* _Excerpted records_

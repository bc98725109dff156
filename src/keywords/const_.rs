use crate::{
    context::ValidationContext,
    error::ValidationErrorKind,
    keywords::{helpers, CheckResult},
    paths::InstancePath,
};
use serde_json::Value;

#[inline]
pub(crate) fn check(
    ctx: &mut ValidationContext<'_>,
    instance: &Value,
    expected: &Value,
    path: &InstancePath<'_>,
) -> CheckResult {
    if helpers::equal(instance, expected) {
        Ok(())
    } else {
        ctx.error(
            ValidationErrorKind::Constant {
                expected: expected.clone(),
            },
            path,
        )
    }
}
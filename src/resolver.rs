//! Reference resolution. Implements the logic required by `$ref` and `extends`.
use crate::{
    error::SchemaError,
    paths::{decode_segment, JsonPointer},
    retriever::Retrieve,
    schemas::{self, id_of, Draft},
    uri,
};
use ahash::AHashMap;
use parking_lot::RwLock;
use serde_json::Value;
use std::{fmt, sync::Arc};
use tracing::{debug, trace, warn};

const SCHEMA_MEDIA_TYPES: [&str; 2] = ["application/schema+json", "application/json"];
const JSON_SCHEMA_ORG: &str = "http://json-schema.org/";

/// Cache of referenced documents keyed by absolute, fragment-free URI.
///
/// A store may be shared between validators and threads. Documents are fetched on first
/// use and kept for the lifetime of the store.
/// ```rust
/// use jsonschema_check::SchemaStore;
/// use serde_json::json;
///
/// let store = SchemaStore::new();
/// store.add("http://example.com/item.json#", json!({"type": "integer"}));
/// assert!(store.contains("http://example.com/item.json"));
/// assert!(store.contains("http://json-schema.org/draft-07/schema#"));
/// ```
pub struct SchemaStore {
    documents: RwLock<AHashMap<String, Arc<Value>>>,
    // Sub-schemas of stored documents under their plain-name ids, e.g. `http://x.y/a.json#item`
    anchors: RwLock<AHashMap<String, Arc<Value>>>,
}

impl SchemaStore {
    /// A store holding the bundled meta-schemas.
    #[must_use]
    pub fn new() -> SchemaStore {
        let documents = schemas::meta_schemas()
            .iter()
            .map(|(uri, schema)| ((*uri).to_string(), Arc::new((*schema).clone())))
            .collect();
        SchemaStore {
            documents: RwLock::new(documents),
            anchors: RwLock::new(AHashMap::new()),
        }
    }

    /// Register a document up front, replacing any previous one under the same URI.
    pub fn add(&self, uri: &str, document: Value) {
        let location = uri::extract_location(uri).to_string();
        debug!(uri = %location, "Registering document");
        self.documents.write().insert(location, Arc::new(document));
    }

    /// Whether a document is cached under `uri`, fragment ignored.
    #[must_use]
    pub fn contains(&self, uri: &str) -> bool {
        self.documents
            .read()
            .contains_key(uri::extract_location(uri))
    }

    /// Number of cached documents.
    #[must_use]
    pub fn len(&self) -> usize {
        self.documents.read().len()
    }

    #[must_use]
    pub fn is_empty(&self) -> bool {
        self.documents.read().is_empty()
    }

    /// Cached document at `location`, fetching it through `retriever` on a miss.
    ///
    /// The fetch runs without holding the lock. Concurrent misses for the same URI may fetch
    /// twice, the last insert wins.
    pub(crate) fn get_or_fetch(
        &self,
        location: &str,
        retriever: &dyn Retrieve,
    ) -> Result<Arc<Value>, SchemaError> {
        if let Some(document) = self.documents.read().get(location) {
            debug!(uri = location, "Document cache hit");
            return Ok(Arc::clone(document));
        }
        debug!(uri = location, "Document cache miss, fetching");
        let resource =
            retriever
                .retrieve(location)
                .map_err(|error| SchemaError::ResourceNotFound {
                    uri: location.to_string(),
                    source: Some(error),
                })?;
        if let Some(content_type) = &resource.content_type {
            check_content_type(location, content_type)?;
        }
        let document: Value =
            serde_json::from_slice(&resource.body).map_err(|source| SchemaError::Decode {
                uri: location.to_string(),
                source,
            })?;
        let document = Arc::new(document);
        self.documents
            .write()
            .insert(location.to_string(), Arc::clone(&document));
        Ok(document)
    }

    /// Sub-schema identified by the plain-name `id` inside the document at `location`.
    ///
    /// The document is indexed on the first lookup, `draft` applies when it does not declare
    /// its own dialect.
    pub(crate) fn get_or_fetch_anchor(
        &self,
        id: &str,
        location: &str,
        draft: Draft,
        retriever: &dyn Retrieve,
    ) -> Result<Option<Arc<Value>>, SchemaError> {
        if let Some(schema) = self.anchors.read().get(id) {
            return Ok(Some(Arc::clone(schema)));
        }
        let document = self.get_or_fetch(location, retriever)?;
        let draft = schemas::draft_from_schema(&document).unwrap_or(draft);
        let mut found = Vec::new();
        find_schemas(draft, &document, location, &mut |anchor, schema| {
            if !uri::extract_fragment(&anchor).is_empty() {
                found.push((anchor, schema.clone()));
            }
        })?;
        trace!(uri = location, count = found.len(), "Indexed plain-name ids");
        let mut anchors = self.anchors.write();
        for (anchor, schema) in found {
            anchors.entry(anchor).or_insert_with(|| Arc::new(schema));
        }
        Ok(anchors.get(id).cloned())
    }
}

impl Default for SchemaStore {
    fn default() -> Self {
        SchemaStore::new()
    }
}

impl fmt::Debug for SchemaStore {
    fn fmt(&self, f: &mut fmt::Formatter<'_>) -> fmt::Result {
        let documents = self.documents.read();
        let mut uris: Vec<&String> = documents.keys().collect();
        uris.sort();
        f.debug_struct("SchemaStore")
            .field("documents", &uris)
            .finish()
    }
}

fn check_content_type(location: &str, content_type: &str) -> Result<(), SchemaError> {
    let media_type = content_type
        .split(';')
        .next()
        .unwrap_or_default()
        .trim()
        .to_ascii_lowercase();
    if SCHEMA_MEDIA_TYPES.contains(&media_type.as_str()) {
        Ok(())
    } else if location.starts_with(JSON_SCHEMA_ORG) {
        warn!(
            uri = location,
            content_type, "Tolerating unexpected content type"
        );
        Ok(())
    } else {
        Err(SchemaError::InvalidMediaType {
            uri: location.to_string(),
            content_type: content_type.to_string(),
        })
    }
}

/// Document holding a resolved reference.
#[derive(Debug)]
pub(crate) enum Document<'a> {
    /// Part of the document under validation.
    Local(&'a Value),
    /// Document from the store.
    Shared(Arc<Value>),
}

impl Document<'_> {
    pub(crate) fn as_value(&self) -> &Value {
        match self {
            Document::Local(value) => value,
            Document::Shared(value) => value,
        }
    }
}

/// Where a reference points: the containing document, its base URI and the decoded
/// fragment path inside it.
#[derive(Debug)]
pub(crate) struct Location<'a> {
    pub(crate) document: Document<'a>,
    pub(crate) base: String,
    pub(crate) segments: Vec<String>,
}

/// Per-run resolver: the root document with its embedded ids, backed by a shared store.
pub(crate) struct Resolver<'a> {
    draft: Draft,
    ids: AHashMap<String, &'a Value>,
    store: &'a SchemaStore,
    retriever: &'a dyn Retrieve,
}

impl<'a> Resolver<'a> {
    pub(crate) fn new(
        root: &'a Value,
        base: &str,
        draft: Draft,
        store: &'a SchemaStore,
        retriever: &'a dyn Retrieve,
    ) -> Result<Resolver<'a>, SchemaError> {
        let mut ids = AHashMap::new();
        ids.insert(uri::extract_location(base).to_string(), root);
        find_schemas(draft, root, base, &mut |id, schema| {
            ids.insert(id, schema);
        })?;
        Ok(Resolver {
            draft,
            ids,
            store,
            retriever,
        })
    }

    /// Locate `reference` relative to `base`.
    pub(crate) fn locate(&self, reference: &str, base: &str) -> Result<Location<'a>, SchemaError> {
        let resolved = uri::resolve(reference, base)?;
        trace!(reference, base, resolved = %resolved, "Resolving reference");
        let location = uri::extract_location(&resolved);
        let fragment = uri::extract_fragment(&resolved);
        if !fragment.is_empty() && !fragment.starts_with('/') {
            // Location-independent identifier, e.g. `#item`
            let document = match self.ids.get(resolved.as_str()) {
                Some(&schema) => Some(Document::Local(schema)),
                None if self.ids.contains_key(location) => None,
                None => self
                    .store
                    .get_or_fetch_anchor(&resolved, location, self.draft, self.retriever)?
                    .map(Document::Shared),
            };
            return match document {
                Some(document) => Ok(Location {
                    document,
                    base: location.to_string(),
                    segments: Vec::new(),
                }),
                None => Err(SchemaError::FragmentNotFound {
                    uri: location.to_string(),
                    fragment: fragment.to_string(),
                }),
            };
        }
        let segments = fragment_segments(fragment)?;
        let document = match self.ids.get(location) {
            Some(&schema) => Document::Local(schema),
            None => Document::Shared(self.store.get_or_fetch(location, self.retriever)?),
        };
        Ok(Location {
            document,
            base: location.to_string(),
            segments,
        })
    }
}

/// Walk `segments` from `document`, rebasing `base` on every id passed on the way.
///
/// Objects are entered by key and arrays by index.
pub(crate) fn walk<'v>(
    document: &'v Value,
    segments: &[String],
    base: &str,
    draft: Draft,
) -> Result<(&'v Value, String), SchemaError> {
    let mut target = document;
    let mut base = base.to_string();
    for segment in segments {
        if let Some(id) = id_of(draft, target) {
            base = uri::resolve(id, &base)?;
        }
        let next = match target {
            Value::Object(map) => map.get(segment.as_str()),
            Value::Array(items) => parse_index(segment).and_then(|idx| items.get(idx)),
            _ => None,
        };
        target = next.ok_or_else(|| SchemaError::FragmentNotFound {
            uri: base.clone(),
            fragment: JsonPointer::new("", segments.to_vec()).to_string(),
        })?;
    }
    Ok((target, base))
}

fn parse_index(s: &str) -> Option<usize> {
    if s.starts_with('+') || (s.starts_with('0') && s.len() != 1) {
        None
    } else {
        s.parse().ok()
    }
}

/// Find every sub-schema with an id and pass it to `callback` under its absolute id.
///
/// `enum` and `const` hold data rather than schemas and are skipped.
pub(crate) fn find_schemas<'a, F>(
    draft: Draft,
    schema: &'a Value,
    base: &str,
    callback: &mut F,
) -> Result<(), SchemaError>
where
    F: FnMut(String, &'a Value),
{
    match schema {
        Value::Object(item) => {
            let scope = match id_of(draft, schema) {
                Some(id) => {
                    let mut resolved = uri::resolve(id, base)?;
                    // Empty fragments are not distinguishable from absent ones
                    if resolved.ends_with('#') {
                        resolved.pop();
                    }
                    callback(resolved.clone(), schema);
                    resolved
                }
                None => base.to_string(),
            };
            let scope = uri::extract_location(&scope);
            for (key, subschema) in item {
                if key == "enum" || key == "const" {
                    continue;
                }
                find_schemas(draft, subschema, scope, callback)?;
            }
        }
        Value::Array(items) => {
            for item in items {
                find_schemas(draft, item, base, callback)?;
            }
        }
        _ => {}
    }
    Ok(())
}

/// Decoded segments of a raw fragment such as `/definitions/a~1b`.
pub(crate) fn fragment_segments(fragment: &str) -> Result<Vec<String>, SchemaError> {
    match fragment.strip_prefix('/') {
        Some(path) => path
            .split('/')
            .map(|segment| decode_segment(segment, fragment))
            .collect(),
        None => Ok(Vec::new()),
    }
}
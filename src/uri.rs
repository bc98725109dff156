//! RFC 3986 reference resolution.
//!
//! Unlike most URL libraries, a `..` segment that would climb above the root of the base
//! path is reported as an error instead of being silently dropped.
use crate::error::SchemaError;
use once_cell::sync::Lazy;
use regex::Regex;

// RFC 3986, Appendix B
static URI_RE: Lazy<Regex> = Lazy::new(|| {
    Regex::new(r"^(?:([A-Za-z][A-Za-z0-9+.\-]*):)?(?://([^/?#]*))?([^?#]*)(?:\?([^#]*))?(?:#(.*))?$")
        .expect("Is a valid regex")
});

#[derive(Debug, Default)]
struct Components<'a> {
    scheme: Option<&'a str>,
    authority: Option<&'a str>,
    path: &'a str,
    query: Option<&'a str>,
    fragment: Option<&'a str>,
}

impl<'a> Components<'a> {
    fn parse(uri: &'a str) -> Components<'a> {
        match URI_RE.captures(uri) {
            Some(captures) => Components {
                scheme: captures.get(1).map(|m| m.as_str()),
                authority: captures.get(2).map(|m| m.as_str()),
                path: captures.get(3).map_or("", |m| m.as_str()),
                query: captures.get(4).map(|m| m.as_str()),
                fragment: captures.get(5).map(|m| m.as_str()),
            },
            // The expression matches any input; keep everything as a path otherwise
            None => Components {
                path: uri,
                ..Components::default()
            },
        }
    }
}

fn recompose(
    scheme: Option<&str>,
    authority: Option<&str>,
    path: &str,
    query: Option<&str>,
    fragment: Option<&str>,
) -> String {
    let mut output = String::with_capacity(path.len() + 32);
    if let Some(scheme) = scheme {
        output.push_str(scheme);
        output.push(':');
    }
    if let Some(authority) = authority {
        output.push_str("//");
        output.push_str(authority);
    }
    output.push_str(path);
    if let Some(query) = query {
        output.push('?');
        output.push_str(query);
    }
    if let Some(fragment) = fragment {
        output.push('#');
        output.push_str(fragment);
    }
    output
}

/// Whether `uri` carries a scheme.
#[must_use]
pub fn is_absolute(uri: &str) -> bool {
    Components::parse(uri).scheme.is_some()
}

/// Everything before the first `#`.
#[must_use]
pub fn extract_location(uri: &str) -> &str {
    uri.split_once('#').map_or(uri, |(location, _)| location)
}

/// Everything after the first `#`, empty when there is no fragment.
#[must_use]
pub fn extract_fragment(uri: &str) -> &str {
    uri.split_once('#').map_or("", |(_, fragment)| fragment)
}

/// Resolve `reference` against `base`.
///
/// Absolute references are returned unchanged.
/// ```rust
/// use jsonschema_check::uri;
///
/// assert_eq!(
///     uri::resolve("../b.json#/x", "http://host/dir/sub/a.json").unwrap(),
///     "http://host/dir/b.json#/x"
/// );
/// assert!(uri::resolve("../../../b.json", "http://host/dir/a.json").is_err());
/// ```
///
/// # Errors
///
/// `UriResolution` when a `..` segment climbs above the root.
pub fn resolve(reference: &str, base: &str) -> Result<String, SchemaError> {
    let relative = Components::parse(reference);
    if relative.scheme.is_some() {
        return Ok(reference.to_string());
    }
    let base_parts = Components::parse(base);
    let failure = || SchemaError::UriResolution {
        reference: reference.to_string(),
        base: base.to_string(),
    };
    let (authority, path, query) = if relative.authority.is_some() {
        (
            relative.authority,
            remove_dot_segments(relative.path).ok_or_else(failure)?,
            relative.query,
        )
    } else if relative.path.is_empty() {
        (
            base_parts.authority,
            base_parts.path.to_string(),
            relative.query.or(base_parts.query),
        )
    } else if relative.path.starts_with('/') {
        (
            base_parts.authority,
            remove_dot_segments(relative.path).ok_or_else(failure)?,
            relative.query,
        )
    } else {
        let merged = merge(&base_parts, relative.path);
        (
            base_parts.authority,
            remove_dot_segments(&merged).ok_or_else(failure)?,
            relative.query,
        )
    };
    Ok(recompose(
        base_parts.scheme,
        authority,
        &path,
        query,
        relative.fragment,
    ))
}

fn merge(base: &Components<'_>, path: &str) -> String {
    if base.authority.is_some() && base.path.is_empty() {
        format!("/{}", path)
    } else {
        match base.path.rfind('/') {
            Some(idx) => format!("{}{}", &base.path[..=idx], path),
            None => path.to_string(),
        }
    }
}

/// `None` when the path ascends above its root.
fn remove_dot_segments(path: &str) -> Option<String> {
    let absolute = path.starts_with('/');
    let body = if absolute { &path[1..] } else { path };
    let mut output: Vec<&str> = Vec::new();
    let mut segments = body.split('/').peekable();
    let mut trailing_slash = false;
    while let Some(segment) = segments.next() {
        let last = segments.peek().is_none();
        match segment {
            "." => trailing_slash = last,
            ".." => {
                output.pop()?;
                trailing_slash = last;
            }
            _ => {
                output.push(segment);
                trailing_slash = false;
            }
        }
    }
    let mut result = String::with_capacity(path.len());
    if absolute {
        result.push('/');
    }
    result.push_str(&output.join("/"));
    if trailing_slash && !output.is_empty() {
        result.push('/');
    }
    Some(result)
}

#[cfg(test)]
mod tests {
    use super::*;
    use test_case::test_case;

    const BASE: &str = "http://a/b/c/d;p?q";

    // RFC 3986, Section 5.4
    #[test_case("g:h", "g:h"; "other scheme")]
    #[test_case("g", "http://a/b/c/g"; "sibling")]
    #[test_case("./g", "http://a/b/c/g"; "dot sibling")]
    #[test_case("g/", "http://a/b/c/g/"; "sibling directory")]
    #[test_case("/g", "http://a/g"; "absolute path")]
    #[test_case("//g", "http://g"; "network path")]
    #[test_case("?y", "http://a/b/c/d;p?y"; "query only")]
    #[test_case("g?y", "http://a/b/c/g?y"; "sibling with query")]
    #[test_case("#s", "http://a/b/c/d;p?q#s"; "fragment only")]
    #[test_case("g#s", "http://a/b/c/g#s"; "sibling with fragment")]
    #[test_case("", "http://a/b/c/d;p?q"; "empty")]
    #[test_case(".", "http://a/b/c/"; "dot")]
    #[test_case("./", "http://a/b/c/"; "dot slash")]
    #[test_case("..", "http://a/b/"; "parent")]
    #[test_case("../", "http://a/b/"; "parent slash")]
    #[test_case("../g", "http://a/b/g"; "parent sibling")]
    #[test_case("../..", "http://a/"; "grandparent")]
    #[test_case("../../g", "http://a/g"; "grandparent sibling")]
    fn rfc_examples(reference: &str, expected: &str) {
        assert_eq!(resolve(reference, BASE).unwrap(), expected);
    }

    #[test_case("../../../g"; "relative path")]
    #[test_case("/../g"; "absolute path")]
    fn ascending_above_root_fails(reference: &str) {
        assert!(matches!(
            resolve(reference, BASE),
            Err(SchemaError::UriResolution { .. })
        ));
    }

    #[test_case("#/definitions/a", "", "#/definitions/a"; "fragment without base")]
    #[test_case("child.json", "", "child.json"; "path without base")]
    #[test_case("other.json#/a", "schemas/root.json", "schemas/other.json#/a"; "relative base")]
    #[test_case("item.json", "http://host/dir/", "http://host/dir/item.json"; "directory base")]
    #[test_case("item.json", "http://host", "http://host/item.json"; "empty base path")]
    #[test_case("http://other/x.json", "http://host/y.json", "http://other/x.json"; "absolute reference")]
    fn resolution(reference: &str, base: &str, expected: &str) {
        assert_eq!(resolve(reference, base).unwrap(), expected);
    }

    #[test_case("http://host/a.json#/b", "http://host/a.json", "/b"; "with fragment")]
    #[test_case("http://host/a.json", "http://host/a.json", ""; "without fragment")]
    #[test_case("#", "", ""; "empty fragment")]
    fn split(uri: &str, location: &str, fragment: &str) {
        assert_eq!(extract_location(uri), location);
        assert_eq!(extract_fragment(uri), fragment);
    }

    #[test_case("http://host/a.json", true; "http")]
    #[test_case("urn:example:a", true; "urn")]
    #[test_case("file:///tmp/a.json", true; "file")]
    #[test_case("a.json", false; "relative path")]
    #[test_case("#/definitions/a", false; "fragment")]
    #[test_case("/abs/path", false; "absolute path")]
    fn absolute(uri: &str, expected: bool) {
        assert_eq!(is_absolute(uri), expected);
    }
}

* _Work task_
Gather each line of the records holding the string "failure".

* _Result of this exercise_
    let failure = || SchemaError::UriResolution {
            remove_dot_segments(relative.path).ok_or_else(failure)?,
            remove_dot_segments(relative.path).ok_or_else(failure)?,
            remove_dot_segments(&merged).ok_or_else(failure)?,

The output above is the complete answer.